As technology has progressed, craft has evolved beyond analog practices like blacksmithing and sewing. Sennett defines craft as anything you dedicate yourself to over a period of time, whether it’s medicine, programming, or parenting.

According to Sennett, we humans have an innate desire to improve our skills. Limiting that desire cuts off our ability to learn, grow, and create. Creativity may drive innovation—it’s the aha! moment that sparks new ideas—but it’s rooted in deep knowledge and understanding, which are acquired by practicing craft.

(Left to Right: “Portrait of Olga” Picasso - 1923, “Woman in a Hat (Olga)” Picasso - 1935)

(Left to Right: “Portrait of Olga” Picasso - 1923, “Woman in a Hat (Olga)” Picasso - 1935)
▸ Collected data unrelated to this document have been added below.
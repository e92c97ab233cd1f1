//! Proof-of-work nonce search.

use crate::block::{Block, BlockTemplate};
use crate::error::{LedgerError, MiningError, Result};
use crate::hash::{meets_difficulty, HashEngine};
use rayon::prelude::*;
use std::sync::atomic::{AtomicBool, Ordering};
use std::sync::Arc;
use std::time::{Duration, Instant};
use tracing::{debug, info};

/// How often the sequential search looks at the cancel flag and the clock.
const CHECK_INTERVAL: u64 = 1 << 12;

/// Cooperative cancellation shared between a miner and whoever may stop it.
#[derive(Clone, Debug, Default)]
pub struct CancelToken(Arc<AtomicBool>);

impl CancelToken {
    pub fn new() -> Self {
        Self::default()
    }

    pub fn cancel(&self) {
        self.0.store(true, Ordering::Relaxed);
    }

    pub fn is_cancelled(&self) -> bool {
        self.0.load(Ordering::Relaxed)
    }
}

/// Limits applied to one search.
#[derive(Clone, Debug, Default)]
pub struct MiningOptions {
    pub parallel: bool,
    pub max_attempts: Option<u64>,
    pub timeout: Option<Duration>,
    pub cancel: CancelToken,
}

/// Search nonces from 0 upward until the hash has `difficulty` leading zero
/// characters, then seal the template.
pub fn mine(template: BlockTemplate, difficulty: u32, options: &MiningOptions) -> Result<Block> {
    let prefix = template.prefix()?;
    let started = Instant::now();
    let (nonce, hash) = if options.parallel {
        search_parallel(&prefix, difficulty, options, started)?
    } else {
        search_sequential(&prefix, difficulty, options, started)?
    };
    info!(
        index = template.index,
        nonce,
        %hash,
        elapsed_ms = started.elapsed().as_millis() as u64,
        "sealed block"
    );
    Ok(template.seal(nonce, hash, difficulty))
}

fn search_sequential(
    prefix: &HashEngine,
    difficulty: u32,
    options: &MiningOptions,
    started: Instant,
) -> Result<(u64, String)> {
    let limit = options.max_attempts.unwrap_or(u64::MAX);
    let mut nonce = 0u64;
    while nonce < limit {
        if nonce % CHECK_INTERVAL == 0 {
            check_interrupts(options, started, nonce)?;
        }
        let hash = prefix.clone().number(nonce).finish();
        if meets_difficulty(&hash, difficulty) {
            return Ok((nonce, hash));
        }
        nonce += 1;
    }
    Err(LedgerError::Mining(MiningError::Exhausted { attempts: limit }))
}

/// Rayon splits the nonce range across threads. The first hit wins, so the
/// nonce is not necessarily the smallest valid one.
fn search_parallel(
    prefix: &HashEngine,
    difficulty: u32,
    options: &MiningOptions,
    started: Instant,
) -> Result<(u64, String)> {
    let limit = options.max_attempts.unwrap_or(u64::MAX);
    let interrupted = AtomicBool::new(false);
    let found = (0..limit).into_par_iter().find_any(|&nonce| {
        if nonce % CHECK_INTERVAL == 0 && check_interrupts(options, started, nonce).is_err() {
            interrupted.store(true, Ordering::Relaxed);
        }
        if interrupted.load(Ordering::Relaxed) {
            return true;
        }
        meets_difficulty(&prefix.clone().number(nonce).finish(), difficulty)
    });

    match found {
        Some(nonce) => {
            let hash = prefix.clone().number(nonce).finish();
            if meets_difficulty(&hash, difficulty) {
                Ok((nonce, hash))
            } else {
                check_interrupts(options, started, nonce)?;
                Err(LedgerError::Mining(MiningError::Cancelled { attempts: nonce }))
            }
        }
        None => Err(LedgerError::Mining(MiningError::Exhausted { attempts: limit })),
    }
}

fn check_interrupts(options: &MiningOptions, started: Instant, attempts: u64) -> Result<()> {
    if options.cancel.is_cancelled() {
        debug!(attempts, "mining cancelled");
        return Err(LedgerError::Mining(MiningError::Cancelled { attempts }));
    }
    if let Some(timeout) = options.timeout {
        let elapsed = started.elapsed();
        if elapsed >= timeout {
            return Err(LedgerError::Mining(MiningError::TimedOut {
                elapsed_ms: elapsed.as_millis() as u64,
            }));
        }
    }
    Ok(())
}
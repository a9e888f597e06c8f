pub mod details;
pub mod genre;
pub mod movie;
pub mod movie_id;

pub use details::{CastMember, Credits, CrewMember, GenreRef, MovieDetails, MovieOverview, PopularPage, Video, VideoList};
pub use genre::{GenreTable, ALL_GENRES, UNKNOWN_GENRE};
pub use movie::MovieRecord;
pub use movie_id::MovieId;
The painting on the right appears to have less craftsmanship behind it. But Picasso and many art historians would argue otherwise. Picasso needed to learn how to create the painting on the left before he could conceive the one on the right. 

The Personal Journey of Craft

These days, you can hop on the internet and learn how to do just about anything (shout out to YouTube). Havings unlimited opportunities to develop new crafts is a blessing and a curse. In order to develop your craft, you have to focus on the particular expertise it requires.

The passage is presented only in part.